2025 teen musical film by Riri Riza

Rangga & Cinta is a 2025 Indonesian teen musical romance film directed by Riri Riza and a remake of the 2002 film What's Up with Love? directed by Rudi Soedjarwo. The film stars El Putra Sarira and Leya Princy in their feature film debuts as the two titular roles.

The film had its world premiere at the 30th Busan International Film Festival on 18 September 2025. It was released theatrically in Indonesia on 2 October 2025.

==Premise==
Set in 2001, Rangga & Cinta follows Cinta, a popular high school student who becomes interested in Rangga, an introverted student who wins the school's poetry contest. Then, she begins to develop feelings for him.

==Cast==
- El Putra Sarira as Rangga
- Leya Princy as Cinta
- Jasmine Nadya as Alya
- Katyana Mawira as Milly
- Kyandra Sembel as Maura
- Daniella Tumiwa as Karmen
- Rafly Altama as Mamet
- Rafi Sudirman as Borne
- Faris Fadjar as Borne's Gang
- Ben Prihadi as Borne's Gang
- Albian as Borne's Gang
- Joseph Kara as Yusrizal
- Hakim Ahmad as Mr. Wardiman
- Irgi Fahrezi as Cinta's Father
- Anita Rahayu as Cinta's Mother
- Yosep Anggi Noen as Mr. Taufik
- Boris Bokir as Limbong
- Gerald Situmorang as Rama
- Andovi da Lopez as basketball referee
- Yaneke Anggoro as Alya's Mother
- Keenan Avalokita as Rangga's deskmate
- Tika Gandrung as Librarian
- Robinsar Simanjuntak as Airport Security

==Production==
Following the release of Ada Apa Dengan Cinta? 2 in 2016, director Riri Riza hinted at the possibility of a third installment. In May 2024, producer Mira Lesmana stated that the idea of a musical remake was conceived during the COVID-19 pandemic, initially envisioned as a series. An open casting took place in June 2024. Nicholas Saputra, who portrayed Rangga in the original film, served as a producer on this film, marking his feature producing debut. Barunson E&A and Imajinari financed the film.

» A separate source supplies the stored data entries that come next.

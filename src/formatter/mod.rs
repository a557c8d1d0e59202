//! Renders a [`ShareableItem`] into one bilingual, WhatsApp-flavoured text body.
//!
//! Layout, top to bottom:
//! 1. header: `<icon> *<nameEn>* | *<nameAr>*`
//! 2. structured slots: title, the category's own fields, icon URL
//! 3. description: English paragraph, then Arabic paragraph
//! 4. media: one line per media reference (omitted when there is none)
//!
//! Absent values render as `N/A` so every item of a category has the same shape.

use crate::content::{Bilingual, ContentCategory, ItemDetails, MediaKind, ShareableItem};
use std::fmt::Write;

pub const NOT_AVAILABLE: &str = "N/A";

/// WhatsApp's per-message text cap, in bytes.
pub const WHATSAPP_MAX_MESSAGE_LEN: usize = 4096;

pub fn category_icon(category: ContentCategory) -> &'static str {
    match category {
        ContentCategory::Person => "🕊️",
        ContentCategory::News => "📰",
        ContentCategory::Activity => "📅",
        ContentCategory::Place => "📍",
        ContentCategory::Legend => "📜",
    }
}

pub fn media_icon(kind: MediaKind) -> &'static str {
    match kind {
        MediaKind::Image => "🖼️",
        MediaKind::Video => "🎬",
        MediaKind::Panorama => "🌐",
    }
}

fn media_label(kind: MediaKind) -> &'static str {
    match kind {
        MediaKind::Image => "Image",
        MediaKind::Video => "Video",
        MediaKind::Panorama => "Panorama",
    }
}

fn or_na(value: Option<&str>) -> &str {
    match value {
        Some(v) if !v.trim().is_empty() => v,
        _ => NOT_AVAILABLE,
    }
}

fn pair(en: Option<&str>, ar: Option<&str>) -> String {
    format!("{} | {}", or_na(en), or_na(ar))
}

fn bilingual(value: &Bilingual) -> String {
    pair(value.en.as_deref(), value.ar.as_deref())
}

/// Ordered `(label, value)` slots for an item's structured section.
pub fn structured_fields(item: &ShareableItem) -> Vec<(&'static str, String)> {
    let mut fields = vec![(
        "Title",
        pair(item.title_en.as_deref(), item.title_ar.as_deref()),
    )];

    match &item.details {
        ItemDetails::Person {
            alias,
            date_of_record,
            birth_place,
            place_of_record,
            family_status,
        } => {
            fields.push(("Alias", bilingual(alias)));
            fields.push((
                "Date of record",
                or_na(date_of_record.as_deref()).to_string(),
            ));
            fields.push(("Place of birth", bilingual(birth_place)));
            fields.push(("Place of record", bilingual(place_of_record)));
            fields.push(("Family status", bilingual(family_status)));
        }
        ItemDetails::News {
            published_date,
            source,
        } => {
            fields.push(("Published", or_na(published_date.as_deref()).to_string()));
            fields.push(("Source", bilingual(source)));
        }
        ItemDetails::Activity {
            date,
            location,
            organizer,
        } => {
            fields.push(("Date", or_na(date.as_deref()).to_string()));
            fields.push(("Location", bilingual(location)));
            fields.push(("Organizer", bilingual(organizer)));
        }
        ItemDetails::Place {
            location,
            coordinates,
        } => {
            fields.push(("Location", bilingual(location)));
            fields.push((
                "Coordinates",
                coordinates.map_or_else(
                    || NOT_AVAILABLE.to_string(),
                    |(lat, lon)| format!("{:.5}, {:.5}", lat, lon),
                ),
            ));
        }
        ItemDetails::Legend { era, region } => {
            fields.push(("Era", bilingual(era)));
            fields.push(("Region", bilingual(region)));
        }
    }

    fields.push(("Icon", or_na(item.icon_url.as_deref()).to_string()));
    fields
}

/// Render an item into its message body. Pure and deterministic.
pub fn format(item: &ShareableItem) -> String {
    let mut out = String::new();
    // writeln! into a String cannot fail
    let _ = writeln!(
        out,
        "{} *{}* | *{}*",
        category_icon(item.category),
        or_na(Some(&item.name_en)),
        or_na(Some(&item.name_ar)),
    );

    out.push('\n');
    for (label, value) in structured_fields(item) {
        let _ = writeln!(out, "{}: {}", label, value);
    }

    out.push('\n');
    out.push_str(or_na(item.description_en.as_deref()).trim());
    out.push_str("\n\n");
    out.push_str(or_na(item.description_ar.as_deref()).trim());
    out.push('\n');

    if !item.media_refs.is_empty() {
        out.push_str("\nMedia:\n");
        let mut counts = [0usize; 3];
        for media in &item.media_refs {
            let slot = match media.kind {
                MediaKind::Image => 0,
                MediaKind::Video => 1,
                MediaKind::Panorama => 2,
            };
            counts[slot] += 1;
            let _ = writeln!(
                out,
                "{} {} {}: {}",
                media_icon(media.kind),
                media_label(media.kind),
                counts[slot],
                media.url
            );
        }
    }

    out.trim_end().to_string()
}

/// Split a message into chunks of at most `limit` bytes.
///
/// Prefers paragraph breaks, then line breaks, then a hard cut at a UTF-8
/// character boundary.
pub fn split_message(text: &str, limit: usize) -> Vec<String> {
    if text.len() <= limit {
        return vec![text.to_string()];
    }

    let mut chunks = Vec::new();
    let mut remaining = text;

    while remaining.len() > limit {
        // Largest byte index <= limit that is a char boundary
        let mut split_at = limit;
        while split_at > 0 && !remaining.is_char_boundary(split_at) {
            split_at -= 1;
        }
        if split_at == 0 {
            // Degenerate case: one character wider than the limit
            split_at = remaining
                .char_indices()
                .nth(1)
                .map_or(remaining.len(), |(i, _)| i);
        }

        // Paragraph boundary within the safe range
        if let Some(idx) = remaining[..split_at].rfind("\n\n") {
            chunks.push(remaining[..idx].trim().to_string());
            remaining = &remaining[idx + 2..];
            continue;
        }

        // Single newline
        if let Some(idx) = remaining[..split_at].rfind('\n') {
            chunks.push(remaining[..idx].trim().to_string());
            remaining = &remaining[idx + 1..];
            continue;
        }

        // Hard cut at the char boundary
        chunks.push(remaining[..split_at].to_string());
        remaining = &remaining[split_at..];
    }

    if !remaining.is_empty() {
        chunks.push(remaining.trim().to_string());
    }

    // A leading "\n\n" leaves an empty chunk after trimming
    chunks.into_iter().filter(|c| !c.is_empty()).collect()
}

In February 2025, the cast of the film was announced. Riza revealed that the casting process lasted six months. Principal photography concluded in March 2025.

==Music==
In March 2025, it was reported that Anto Hoed and Melly Goeslaw returned to compose the score and write new songs, having previously worked on the original film.

Musicians Eva Celia and Bilal Indrajaya released the film's theme song, "Rangga & Cinta", on 20 August 2025.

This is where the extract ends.